CVE-2024-31883: 
IBM Security Verify Access (formerly ISAM) vulnerability analysis and mitigation

IBM Security Verify Access versions 10.0.0.0 through 10.0.7.1, under certain configurations, is affected by a vulnerability that could allow an unauthenticated attacker to cause a denial of service condition. This vulnerability (CVE-2024-31883) was disclosed on June 27, 2024, and is related to asymmetric resource consumption issues (IBM Advisory).

The vulnerability has been assigned a CVSS v3.1 base score of 5.9 (Medium) with the vector string CVSS:3.1/AV:N/AC:H/PR:N/UI:N/S:U/C:N/I:N/A:H. The attack vector is network-accessible, requires high attack complexity, needs no privileges or user interaction, and can only affect the availability of the system. IBM's assessment differs slightly with a CVSS score of 5.3, using the vector CVSS:3.1/AV:N/AC:H/PR:L/UI:N/S:U/C:N/I:N/A:H (NVD).

The primary impact of this vulnerability is on system availability. If successfully exploited, an attacker could cause a denial of service condition through asymmetric resource consumption, potentially making the system unavailable to legitimate users (IBM Advisory).

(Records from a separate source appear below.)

// Copyright 2020 Amazon.com, Inc. or its affiliates. All Rights Reserved.
//
// SPDX-License-Identifier: Apache-2.0 OR BSD-3-Clause

//! Per-device error statistics.

use std::convert::TryFrom;
use std::sync::atomic::{AtomicU64, Ordering};
use std::sync::Mutex;

use crate::device::Drive;
use crate::Error;

/// Driver-reported cause of a transfer failure.
///
/// The discriminants are the raw cause codes drivers use when they report errors by number.
#[derive(Clone, Copy, Debug, PartialEq, Eq)]
pub enum ErrorCause {
    Media = 0,
    NotReady = 1,
    NoDevice = 2,
    Recoverable = 3,
    IllegalRequest = 4,
    /// Predictive failure analysis: the device expects to fail soon.
    PredictiveFailure = 5,
}

const NUM_CAUSES: usize = 6;

impl TryFrom<u32> for ErrorCause {
    type Error = u32;

    fn try_from(value: u32) -> Result<Self, u32> {
        match value {
            0 => Ok(ErrorCause::Media),
            1 => Ok(ErrorCause::NotReady),
            2 => Ok(ErrorCause::NoDevice),
            3 => Ok(ErrorCause::Recoverable),
            4 => Ok(ErrorCause::IllegalRequest),
            5 => Ok(ErrorCause::PredictiveFailure),
            v => Err(v),
        }
    }
}

/// How a failed transfer is accounted for.
#[derive(Clone, Copy, Debug, PartialEq, Eq)]
pub enum ErrorClass {
    /// Recovered transparently.
    Soft,
    /// The operation failed.
    Hard,
    /// The link to the device failed.
    Transport,
}

#[derive(Clone, Debug, Default, PartialEq)]
struct Ident {
    model: String,
    vendor: String,
    product: String,
    revision: String,
    serial: String,
    capacity: u64,
}

/// Error counters and descriptive fields of one device.
///
/// Counters are only ever incremented; they are updated from the completion path, which can
/// run concurrently with submissions, hence the atomics.
#[derive(Debug, Default)]
pub struct ErrorStats {
    soft: AtomicU64,
    hard: AtomicU64,
    transport: AtomicU64,
    causes: [AtomicU64; NUM_CAUSES],
    ident: Mutex<Ident>,
}

/// A point in time copy of an `ErrorStats` block.
#[derive(Clone, Debug, Default, PartialEq)]
pub struct ErrorStatsSnapshot {
    pub soft_errors: u64,
    pub hard_errors: u64,
    pub transport_errors: u64,
    pub media_errors: u64,
    pub not_ready_errors: u64,
    pub no_device_errors: u64,
    pub recoverable_errors: u64,
    pub illegal_request_errors: u64,
    pub predictive_failure_errors: u64,
    pub model: String,
    pub vendor: String,
    pub product: String,
    pub revision: String,
    pub serial: String,
    /// Capacity of the media in bytes, 0 without media.
    pub capacity: u64,
}

impl ErrorStats {
    /// Accounts for one failed transfer, with the cause reported for it, if any.
    pub(crate) fn record_failure(&self, err: &Error, cause: Option<ErrorCause>) {
        let counter = match err.class() {
            ErrorClass::Soft => &self.soft,
            ErrorClass::Hard => &self.hard,
            ErrorClass::Transport => &self.transport,
        };
        counter.fetch_add(1, Ordering::Relaxed);
        if let Some(cause) = cause {
            self.causes[cause as usize].fetch_add(1, Ordering::Relaxed);
        }
    }

    pub(crate) fn set_ident(&self, drive: &Drive) {
        let mut ident = self.ident.lock().unwrap();
        ident.model = if drive.model.is_empty() {
            format!("{} {}", drive.vendor, drive.product)
                .trim()
                .to_string()
        } else {
            drive.model.clone()
        };
        ident.vendor = drive.vendor.clone();
        ident.product = drive.product.clone();
        ident.revision = drive.revision.clone();
        ident.serial = drive.serial.clone();
    }

    pub(crate) fn set_capacity(&self, capacity: u64) {
        self.ident.lock().unwrap().capacity = capacity;
    }

    /// Number of transfers failed with the given class.
    pub fn count(&self, class: ErrorClass) -> u64 {
        match class {
            ErrorClass::Soft => self.soft.load(Ordering::Relaxed),
            ErrorClass::Hard => self.hard.load(Ordering::Relaxed),
            ErrorClass::Transport => self.transport.load(Ordering::Relaxed),
        }
    }

    /// Number of failed transfers attributed to the given cause.
    pub fn cause_count(&self, cause: ErrorCause) -> u64 {
        self.causes[cause as usize].load(Ordering::Relaxed)
    }

    /// Copies the current state of the statistics.
    pub fn snapshot(&self) -> ErrorStatsSnapshot {
        let ident = self.ident.lock().unwrap().clone();
        ErrorStatsSnapshot {
            soft_errors: self.count(ErrorClass::Soft),
            hard_errors: self.count(ErrorClass::Hard),
            transport_errors: self.count(ErrorClass::Transport),
            media_errors: self.cause_count(ErrorCause::Media),
            not_ready_errors: self.cause_count(ErrorCause::NotReady),
            no_device_errors: self.cause_count(ErrorCause::NoDevice),
            recoverable_errors: self.cause_count(ErrorCause::Recoverable),
            illegal_request_errors: self.cause_count(ErrorCause::IllegalRequest),
            predictive_failure_errors: self.cause_count(ErrorCause::PredictiveFailure),
            model: ident.model,
            vendor: ident.vendor,
            product: ident.product,
            revision: ident.revision,
            serial: ident.serial,
            capacity: ident.capacity,
        }
    }
}

#[cfg(test)]
mod tests {
    use super::*;

    #[test]
    fn test_cause_codes() {
        assert_eq!(ErrorCause::try_from(0), Ok(ErrorCause::Media));
        assert_eq!(ErrorCause::try_from(5), Ok(ErrorCause::PredictiveFailure));
        assert_eq!(ErrorCause::try_from(6), Err(6));
    }

    #[test]
    fn test_record_failure() {
        let stats = ErrorStats::default();

        stats.record_failure(&Error::Io(libc::EIO), Some(ErrorCause::Media));
        stats.record_failure(&Error::Transport(libc::EIO), None);
        stats.record_failure(&Error::Recovered(libc::EIO), Some(ErrorCause::Recoverable));

        let s = stats.snapshot();
        assert_eq!(s.hard_errors, 1);
        assert_eq!(s.transport_errors, 1);
        assert_eq!(s.soft_errors, 1);
        assert_eq!(s.media_errors, 1);
        assert_eq!(s.recoverable_errors, 1);
        assert_eq!(s.not_ready_errors, 0);
    }

    #[test]
    fn test_ident() {
        let stats = ErrorStats::default();
        let mut drive = crate::device::drive::tests::drive();
        drive.model.clear();
        stats.set_ident(&drive);
        stats.set_capacity(512 * 1024);

        let s = stats.snapshot();
        assert_eq!(s.model, "ACME RAMDISK");
        assert_eq!(s.vendor, "ACME");
        assert_eq!(s.serial, "0001");
        assert_eq!(s.capacity, 512 * 1024);
    }
}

IBM has released version 10.0.8 to address this vulnerability. For Docker Container deployments, users should update their systems by running the command 'docker pull icr.io/isva/verify-access:[tag]' with the latest published version. For ISAM/ISVA appliances, the fix is available through patch 10.0.8-ISS-ISVA-FP0000 (IBM Advisory).